* What is needed *
Go over the data and copy out each line with "Step" in it.

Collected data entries
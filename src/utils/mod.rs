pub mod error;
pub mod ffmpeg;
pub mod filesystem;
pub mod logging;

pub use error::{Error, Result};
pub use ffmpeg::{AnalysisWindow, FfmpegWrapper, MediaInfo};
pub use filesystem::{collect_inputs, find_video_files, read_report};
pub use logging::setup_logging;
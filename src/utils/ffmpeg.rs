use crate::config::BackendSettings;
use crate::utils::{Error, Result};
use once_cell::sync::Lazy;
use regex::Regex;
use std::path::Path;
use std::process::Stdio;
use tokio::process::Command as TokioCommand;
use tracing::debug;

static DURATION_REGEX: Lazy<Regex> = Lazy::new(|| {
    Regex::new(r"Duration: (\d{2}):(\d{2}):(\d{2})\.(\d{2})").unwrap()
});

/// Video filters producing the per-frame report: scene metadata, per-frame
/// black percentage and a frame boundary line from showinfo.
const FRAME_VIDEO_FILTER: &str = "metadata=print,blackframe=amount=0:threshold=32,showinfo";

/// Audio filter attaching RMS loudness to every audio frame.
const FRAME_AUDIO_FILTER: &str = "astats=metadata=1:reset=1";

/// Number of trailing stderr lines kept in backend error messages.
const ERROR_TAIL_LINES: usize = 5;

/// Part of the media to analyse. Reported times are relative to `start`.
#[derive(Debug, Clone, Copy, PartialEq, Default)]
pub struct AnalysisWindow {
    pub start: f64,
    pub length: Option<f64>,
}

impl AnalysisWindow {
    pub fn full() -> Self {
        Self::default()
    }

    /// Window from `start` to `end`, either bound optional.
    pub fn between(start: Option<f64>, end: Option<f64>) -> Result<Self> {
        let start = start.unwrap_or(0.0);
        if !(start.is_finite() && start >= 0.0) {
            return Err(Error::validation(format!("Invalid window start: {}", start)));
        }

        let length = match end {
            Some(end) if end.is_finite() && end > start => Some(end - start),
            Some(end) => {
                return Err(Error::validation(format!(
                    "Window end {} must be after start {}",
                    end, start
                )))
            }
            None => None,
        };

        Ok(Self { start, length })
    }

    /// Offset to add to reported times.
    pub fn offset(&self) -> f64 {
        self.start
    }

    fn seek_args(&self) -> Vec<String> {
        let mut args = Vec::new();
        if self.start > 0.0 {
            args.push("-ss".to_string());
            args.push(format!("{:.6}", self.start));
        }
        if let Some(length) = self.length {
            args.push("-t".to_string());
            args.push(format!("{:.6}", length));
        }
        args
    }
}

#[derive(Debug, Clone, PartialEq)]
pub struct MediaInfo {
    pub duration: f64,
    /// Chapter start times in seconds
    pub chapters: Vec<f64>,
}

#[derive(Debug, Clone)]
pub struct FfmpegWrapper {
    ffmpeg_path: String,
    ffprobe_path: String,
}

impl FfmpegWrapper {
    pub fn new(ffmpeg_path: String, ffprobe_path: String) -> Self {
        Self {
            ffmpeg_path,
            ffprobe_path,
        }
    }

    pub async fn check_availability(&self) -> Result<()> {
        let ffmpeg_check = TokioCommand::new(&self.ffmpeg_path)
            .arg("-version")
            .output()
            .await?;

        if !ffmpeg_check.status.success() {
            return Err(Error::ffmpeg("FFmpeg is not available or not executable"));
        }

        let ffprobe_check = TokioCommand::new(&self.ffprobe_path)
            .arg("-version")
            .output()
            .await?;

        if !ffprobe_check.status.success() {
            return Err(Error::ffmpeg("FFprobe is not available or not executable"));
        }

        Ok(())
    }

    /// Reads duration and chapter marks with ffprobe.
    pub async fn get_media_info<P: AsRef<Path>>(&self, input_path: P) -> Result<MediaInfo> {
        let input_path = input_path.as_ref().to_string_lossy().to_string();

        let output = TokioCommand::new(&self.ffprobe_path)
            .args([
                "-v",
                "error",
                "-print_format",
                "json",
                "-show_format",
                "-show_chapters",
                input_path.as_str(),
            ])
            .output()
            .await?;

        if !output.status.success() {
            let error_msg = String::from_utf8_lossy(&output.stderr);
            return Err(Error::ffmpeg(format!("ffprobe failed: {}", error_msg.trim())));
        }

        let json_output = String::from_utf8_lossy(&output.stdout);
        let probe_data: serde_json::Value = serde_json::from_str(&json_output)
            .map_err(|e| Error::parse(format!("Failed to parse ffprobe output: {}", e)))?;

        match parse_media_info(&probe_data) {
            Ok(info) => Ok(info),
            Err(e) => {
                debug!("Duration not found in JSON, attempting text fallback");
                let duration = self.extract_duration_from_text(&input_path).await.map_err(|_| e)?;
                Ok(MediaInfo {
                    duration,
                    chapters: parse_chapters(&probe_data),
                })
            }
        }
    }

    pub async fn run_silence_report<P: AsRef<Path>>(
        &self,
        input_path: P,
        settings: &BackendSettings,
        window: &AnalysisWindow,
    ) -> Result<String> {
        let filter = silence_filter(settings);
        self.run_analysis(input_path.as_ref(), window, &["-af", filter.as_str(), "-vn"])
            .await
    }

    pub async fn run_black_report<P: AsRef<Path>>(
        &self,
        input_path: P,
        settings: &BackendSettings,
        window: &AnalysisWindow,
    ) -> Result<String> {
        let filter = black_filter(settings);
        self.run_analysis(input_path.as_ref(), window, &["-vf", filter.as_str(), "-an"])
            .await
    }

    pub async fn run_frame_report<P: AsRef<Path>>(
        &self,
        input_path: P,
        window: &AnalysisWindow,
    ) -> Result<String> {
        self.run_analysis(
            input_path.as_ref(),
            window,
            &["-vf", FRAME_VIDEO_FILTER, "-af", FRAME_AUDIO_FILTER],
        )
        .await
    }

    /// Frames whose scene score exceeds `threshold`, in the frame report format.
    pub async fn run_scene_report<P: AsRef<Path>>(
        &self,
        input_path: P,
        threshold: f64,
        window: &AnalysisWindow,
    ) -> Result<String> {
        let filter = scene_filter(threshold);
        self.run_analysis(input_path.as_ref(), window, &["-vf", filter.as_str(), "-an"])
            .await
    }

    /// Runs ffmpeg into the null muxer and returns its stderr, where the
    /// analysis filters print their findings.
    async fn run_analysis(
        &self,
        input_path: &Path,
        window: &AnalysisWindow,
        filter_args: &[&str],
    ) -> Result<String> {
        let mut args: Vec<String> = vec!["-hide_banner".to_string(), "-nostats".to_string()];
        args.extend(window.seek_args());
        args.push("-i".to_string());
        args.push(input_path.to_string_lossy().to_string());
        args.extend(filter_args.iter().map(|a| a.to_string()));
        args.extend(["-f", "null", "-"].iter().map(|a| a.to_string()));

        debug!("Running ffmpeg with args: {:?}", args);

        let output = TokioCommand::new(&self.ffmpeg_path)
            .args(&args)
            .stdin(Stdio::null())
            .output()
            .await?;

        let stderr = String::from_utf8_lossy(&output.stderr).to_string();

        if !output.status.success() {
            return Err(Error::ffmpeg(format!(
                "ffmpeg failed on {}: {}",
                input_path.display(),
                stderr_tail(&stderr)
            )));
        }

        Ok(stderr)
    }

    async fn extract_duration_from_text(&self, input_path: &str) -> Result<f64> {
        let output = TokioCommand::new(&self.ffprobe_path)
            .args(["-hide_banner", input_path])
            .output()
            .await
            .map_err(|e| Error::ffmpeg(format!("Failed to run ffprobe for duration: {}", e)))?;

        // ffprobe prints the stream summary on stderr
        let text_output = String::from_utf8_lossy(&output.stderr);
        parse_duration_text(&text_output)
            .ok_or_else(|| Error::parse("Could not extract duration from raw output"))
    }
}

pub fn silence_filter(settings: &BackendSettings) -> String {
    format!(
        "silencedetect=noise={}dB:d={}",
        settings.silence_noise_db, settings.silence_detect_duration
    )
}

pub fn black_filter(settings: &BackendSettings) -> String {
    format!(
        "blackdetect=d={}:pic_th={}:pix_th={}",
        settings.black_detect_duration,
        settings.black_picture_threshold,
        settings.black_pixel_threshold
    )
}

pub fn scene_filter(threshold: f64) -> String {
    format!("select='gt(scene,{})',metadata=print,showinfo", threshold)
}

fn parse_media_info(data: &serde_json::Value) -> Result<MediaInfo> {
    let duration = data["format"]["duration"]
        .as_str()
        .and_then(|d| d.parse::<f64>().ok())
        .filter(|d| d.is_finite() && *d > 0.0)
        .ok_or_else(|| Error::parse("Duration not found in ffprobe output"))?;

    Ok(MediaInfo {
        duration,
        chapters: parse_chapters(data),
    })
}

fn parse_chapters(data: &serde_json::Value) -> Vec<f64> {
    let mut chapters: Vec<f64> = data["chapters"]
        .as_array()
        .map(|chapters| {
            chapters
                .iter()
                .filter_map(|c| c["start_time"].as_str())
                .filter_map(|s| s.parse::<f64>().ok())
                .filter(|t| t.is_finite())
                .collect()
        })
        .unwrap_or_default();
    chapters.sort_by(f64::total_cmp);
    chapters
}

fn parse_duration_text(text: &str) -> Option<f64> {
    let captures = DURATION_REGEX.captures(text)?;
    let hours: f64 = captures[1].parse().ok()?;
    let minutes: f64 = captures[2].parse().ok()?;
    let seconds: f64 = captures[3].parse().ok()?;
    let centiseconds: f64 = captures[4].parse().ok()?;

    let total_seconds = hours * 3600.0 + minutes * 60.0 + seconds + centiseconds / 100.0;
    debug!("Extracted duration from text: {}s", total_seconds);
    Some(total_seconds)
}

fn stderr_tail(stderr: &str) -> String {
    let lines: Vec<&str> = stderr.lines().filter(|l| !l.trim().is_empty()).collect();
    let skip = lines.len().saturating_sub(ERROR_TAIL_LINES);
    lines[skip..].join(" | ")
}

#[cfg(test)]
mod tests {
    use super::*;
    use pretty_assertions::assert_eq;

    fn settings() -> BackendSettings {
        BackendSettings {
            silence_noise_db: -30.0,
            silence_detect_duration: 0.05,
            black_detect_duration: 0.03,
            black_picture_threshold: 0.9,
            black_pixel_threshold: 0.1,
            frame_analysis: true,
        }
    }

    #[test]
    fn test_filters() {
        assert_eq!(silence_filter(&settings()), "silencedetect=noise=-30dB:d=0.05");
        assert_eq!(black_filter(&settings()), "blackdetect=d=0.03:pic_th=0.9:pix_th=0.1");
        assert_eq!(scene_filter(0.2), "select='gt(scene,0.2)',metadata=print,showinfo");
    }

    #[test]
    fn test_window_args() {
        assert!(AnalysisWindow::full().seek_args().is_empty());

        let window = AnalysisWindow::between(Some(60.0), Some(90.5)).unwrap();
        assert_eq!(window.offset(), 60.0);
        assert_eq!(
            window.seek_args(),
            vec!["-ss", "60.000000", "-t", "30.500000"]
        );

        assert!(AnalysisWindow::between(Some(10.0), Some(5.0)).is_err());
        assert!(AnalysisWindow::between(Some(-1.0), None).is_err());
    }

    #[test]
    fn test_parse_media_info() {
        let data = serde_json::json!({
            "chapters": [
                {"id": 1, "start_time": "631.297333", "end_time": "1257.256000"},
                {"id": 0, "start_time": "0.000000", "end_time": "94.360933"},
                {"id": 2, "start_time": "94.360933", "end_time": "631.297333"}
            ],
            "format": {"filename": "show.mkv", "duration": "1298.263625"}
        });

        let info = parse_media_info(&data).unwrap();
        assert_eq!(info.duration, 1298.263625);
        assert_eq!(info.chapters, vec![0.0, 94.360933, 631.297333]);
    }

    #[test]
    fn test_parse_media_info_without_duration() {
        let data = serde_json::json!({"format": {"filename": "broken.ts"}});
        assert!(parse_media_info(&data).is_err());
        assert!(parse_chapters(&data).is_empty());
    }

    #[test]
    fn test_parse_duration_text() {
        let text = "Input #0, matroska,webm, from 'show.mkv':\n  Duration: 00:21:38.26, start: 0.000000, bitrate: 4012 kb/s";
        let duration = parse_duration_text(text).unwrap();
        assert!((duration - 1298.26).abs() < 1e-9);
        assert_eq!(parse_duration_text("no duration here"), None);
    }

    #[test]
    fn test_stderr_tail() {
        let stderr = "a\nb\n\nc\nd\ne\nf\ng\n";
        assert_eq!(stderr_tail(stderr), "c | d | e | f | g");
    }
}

---

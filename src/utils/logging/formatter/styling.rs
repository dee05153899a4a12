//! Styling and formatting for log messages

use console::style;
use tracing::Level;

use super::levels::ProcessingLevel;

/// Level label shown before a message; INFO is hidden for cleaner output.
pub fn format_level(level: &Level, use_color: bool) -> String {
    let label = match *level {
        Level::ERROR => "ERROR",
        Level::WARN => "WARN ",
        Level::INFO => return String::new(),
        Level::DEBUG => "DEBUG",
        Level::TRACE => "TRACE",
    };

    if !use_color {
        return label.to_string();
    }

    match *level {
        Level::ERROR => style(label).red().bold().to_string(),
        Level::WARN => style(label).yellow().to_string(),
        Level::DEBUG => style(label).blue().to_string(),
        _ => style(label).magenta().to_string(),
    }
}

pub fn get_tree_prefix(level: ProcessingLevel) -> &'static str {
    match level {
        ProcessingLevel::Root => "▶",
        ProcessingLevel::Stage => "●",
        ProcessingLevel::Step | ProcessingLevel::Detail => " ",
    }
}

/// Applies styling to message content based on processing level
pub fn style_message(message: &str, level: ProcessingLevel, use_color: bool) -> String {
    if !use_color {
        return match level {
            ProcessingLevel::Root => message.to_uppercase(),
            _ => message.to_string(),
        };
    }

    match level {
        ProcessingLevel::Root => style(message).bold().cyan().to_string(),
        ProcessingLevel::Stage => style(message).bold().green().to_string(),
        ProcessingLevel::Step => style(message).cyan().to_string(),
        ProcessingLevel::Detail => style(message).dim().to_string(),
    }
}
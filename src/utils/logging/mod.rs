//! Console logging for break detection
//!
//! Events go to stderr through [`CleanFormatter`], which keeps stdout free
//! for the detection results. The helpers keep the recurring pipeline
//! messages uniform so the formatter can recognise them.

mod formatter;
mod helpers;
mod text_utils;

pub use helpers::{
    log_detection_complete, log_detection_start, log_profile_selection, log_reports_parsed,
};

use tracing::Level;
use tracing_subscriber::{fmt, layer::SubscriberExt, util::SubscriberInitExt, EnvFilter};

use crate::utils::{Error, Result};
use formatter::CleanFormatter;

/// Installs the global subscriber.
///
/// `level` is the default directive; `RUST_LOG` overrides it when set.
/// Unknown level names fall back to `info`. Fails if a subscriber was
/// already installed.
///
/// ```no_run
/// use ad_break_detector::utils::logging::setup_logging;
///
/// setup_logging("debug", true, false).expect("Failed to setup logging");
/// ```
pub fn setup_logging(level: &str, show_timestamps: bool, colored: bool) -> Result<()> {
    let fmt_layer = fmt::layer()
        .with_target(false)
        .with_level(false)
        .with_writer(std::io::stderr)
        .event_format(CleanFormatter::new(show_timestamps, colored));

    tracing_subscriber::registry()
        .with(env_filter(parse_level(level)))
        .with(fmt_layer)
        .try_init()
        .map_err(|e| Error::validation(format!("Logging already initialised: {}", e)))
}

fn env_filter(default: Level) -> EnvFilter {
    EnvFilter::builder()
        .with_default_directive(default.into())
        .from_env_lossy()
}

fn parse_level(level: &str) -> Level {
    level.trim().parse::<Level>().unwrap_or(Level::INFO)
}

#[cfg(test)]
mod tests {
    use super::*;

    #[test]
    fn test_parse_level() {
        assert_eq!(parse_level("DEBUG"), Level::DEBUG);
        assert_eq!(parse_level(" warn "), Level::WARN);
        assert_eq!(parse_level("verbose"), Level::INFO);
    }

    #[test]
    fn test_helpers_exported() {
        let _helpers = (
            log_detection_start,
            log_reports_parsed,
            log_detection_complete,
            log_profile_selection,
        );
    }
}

==

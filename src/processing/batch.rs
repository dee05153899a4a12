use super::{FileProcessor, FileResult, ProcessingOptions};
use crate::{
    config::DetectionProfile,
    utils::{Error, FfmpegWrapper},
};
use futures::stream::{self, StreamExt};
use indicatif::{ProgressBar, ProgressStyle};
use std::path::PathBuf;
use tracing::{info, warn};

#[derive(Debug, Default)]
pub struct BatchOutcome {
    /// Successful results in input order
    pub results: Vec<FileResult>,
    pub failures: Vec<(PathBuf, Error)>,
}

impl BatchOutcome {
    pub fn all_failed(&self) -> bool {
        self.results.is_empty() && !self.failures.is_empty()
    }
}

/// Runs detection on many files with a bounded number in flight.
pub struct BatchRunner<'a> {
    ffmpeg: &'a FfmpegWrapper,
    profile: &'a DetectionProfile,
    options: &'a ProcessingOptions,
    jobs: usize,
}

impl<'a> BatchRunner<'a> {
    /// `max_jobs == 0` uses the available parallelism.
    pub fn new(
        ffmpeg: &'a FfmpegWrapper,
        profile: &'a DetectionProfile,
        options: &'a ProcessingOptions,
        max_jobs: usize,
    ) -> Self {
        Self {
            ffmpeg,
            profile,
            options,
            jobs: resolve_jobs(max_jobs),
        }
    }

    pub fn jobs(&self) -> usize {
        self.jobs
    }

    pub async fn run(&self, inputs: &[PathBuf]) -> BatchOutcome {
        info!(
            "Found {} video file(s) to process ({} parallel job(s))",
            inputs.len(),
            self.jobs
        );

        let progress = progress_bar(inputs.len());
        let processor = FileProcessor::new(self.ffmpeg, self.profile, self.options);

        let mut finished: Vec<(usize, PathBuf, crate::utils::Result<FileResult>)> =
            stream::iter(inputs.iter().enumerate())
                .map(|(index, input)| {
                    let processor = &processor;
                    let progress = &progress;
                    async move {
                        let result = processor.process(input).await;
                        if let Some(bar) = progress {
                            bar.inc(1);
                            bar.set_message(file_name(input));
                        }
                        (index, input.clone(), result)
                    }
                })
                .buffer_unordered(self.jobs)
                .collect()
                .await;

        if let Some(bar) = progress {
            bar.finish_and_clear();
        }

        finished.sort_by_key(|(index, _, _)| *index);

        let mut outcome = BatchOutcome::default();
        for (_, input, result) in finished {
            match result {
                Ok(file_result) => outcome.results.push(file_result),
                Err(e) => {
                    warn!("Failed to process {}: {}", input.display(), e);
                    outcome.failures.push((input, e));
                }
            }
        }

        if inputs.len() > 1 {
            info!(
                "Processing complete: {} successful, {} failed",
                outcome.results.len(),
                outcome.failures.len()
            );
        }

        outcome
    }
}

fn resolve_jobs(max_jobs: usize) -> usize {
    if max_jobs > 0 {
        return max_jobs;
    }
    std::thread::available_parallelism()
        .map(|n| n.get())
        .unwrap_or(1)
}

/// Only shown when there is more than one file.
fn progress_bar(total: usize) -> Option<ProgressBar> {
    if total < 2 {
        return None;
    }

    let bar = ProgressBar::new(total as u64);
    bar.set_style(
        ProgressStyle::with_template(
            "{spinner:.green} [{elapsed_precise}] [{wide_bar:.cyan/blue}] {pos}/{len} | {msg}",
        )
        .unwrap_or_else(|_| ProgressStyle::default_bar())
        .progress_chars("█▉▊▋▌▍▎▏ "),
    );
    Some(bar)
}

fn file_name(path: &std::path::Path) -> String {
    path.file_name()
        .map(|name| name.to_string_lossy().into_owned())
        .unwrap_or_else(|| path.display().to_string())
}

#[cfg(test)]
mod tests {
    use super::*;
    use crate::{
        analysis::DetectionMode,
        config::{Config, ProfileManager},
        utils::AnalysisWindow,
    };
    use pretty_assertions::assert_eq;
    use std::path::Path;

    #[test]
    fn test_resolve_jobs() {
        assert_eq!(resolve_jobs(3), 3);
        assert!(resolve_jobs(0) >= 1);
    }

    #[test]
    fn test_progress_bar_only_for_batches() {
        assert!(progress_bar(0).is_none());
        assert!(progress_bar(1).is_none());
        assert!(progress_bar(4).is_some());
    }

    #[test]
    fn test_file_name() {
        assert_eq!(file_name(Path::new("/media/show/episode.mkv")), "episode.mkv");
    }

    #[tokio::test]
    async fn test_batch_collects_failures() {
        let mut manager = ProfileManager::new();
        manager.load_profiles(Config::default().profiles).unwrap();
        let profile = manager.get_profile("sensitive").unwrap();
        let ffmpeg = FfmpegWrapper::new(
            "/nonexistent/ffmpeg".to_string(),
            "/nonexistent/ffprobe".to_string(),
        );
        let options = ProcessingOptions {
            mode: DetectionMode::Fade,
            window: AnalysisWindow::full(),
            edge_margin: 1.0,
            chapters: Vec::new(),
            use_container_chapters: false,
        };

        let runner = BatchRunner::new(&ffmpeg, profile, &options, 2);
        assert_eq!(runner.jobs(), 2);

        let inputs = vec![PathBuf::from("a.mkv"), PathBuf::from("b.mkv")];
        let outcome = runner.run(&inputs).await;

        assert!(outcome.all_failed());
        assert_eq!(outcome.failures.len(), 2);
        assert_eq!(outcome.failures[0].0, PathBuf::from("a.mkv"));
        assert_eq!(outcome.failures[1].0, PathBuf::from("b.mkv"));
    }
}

* Answer *
        ProcessingLevel::Step | ProcessingLevel::Detail => " ",
        ProcessingLevel::Step => style(message).cyan().to_string(),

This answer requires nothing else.